Miller Center Senior Fellow Evan Feigenbaum said that under previous administrations, American security and military concerns — Taiwan, the South China Sea and military competition — did not dominate the United States’ economic relationship with China. He outlined the economic relationship as based on the flow of goods, capital, people, technology and data.
Under the Trump administration, economic concerns have converged with security concerns which worsened relations. Feigenbaum predicted that a “tough on China” policy would continue into the Biden administration because the Democratic administration does not want to appear “weak” in front of the Republican party in regards to international relations.
“I am deeply pessimistic about the future of U.S.- China relations,” Feigenbaum said.

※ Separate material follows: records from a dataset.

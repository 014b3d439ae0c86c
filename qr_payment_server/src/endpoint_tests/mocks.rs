use std::{
    collections::HashMap,
    sync::{Arc, Mutex},
};

use qr_payment_engine::{
    db_types::{NewPaymentRequest, ProviderStatus, RequestId},
    traits::{PaymentProvider, ProviderError, ProviderPaymentIntent, ProviderStatusReport},
};

/// A provider stand-in for endpoint tests. Creates succeed with a synthetic QR reference unless a failure has been
/// scripted; status queries answer whatever was scripted, or `UNKNOWN`.
#[derive(Clone, Default)]
pub struct StubProvider {
    create_failure: Arc<Mutex<Option<ProviderError>>>,
    reports: Arc<Mutex<HashMap<RequestId, ProviderStatusReport>>>,
}

impl StubProvider {
    pub fn new() -> Self {
        Self::default()
    }

    pub fn fail_next_create(&self, err: ProviderError) {
        *self.create_failure.lock().unwrap() = Some(err);
    }

    #[allow(dead_code)]
    pub fn set_report(&self, request_id: &str, report: ProviderStatusReport) {
        self.reports.lock().unwrap().insert(RequestId::from(request_id), report);
    }
}

impl PaymentProvider for StubProvider {
    async fn create_payment_request(
        &self,
        request: &NewPaymentRequest,
    ) -> Result<ProviderPaymentIntent, ProviderError> {
        if let Some(err) = self.create_failure.lock().unwrap().take() {
            return Err(err);
        }
        Ok(ProviderPaymentIntent {
            provider_reference: format!("https://qr.example.com/{}", request.request_id),
            expires_at: None,
        })
    }

    async fn query_status(&self, request_id: &RequestId) -> Result<ProviderStatusReport, ProviderError> {
        let report = self
            .reports
            .lock()
            .unwrap()
            .get(request_id)
            .cloned()
            .unwrap_or_else(|| ProviderStatusReport::new(ProviderStatus::Unknown));
        Ok(report)
    }
}
//! SQLite backend for the payment store.
mod sqlite_impl;

pub mod db;

pub use sqlite_impl::SqliteStore;
use chrono::Duration;
use log::*;
use qr_payment_engine::{PaymentLifecycleApi, SqliteStore};
use tokio::{sync::watch, task::JoinHandle};

use crate::provider::PayPayProvider;

/// Starts the status poller. It runs one reconciliation pass per tick until the shutdown signal fires, and the
/// returned handle resolves once the final pass has completed, so awaiting it gives a clean shutdown.
pub fn start_status_poller(
    db: SqliteStore,
    provider: PayPayProvider,
    poll_interval: std::time::Duration,
    payment_timeout: Duration,
    mut shutdown: watch::Receiver<bool>,
) -> JoinHandle<()> {
    tokio::spawn(async move {
        let api = PaymentLifecycleApi::new(db, provider, payment_timeout);
        let mut timer = tokio::time::interval(poll_interval);
        info!("🕰️ Status poller started. Polling every {}s", poll_interval.as_secs());
        loop {
            tokio::select! {
                _ = timer.tick() => {
                    match api.run_reconciliation_cycle().await {
                        Ok(summary) => debug!("🕰️ Reconciliation pass complete: {summary}"),
                        Err(e) => error!("🕰️ Reconciliation pass failed: {e}. Trying again next tick."),
                    }
                },
                _ = shutdown.changed() => {
                    info!("🕰️ Status poller shutting down");
                    break;
                },
            }
        }
    })
}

Wu Xinbo, a professor at Fudan University, responded to Feigenbaum’s pessimism with a prediction that if the United States continues a “tough” policy towards China, China will in response institute a “tough” policy towards the United States by trying to reduce dependence on U.S. economic markets.
“Over reliance on the United States is a big risk that has generated a big vulnerability for China,” Xinbo said. “What China has been doing is to rely more on its domestic markets and to promote technological innovation and the internationalization of the Chinese currency.”
Xinbo said that the most important feature of the next administration would be to rebuild trust between U.S. and Chinese leaders in the next administration, so that both countries could work together to combat global climate change, the Iran Nuclear Deal and other issues. While Feigenbaum described his prediction about future relations as pessimistic, Xinbo said he was not pessimistic, but cautious.
Song Guoyou, another professor at Fudan University, said that he was hopeful that the Biden administration would improve relations with China, so that the two countries could work together on issues such as climate change. He blamed worsening relations between the two countries on the Trump administration.
“This is the Trump administration's mistake in destroying the balance [of U.S.-China relations],” Guoyou said. “This is not Beijing’s fault.”
Feigenbaum, Xinbo and Harry Harding — another Miller Center senior fellow — all agreed that Taiwan’s sovereignty will be a central issue for the future of the U.S.-China relationship. On Jan. 9, only days before Biden is scheduled to take office, Secretary of State Mike Pompeo lifted restrictions on Executive Branch travel to the island of Taiwan, a move that asserts Taiwan’s sovereignty and angered Chinese officials.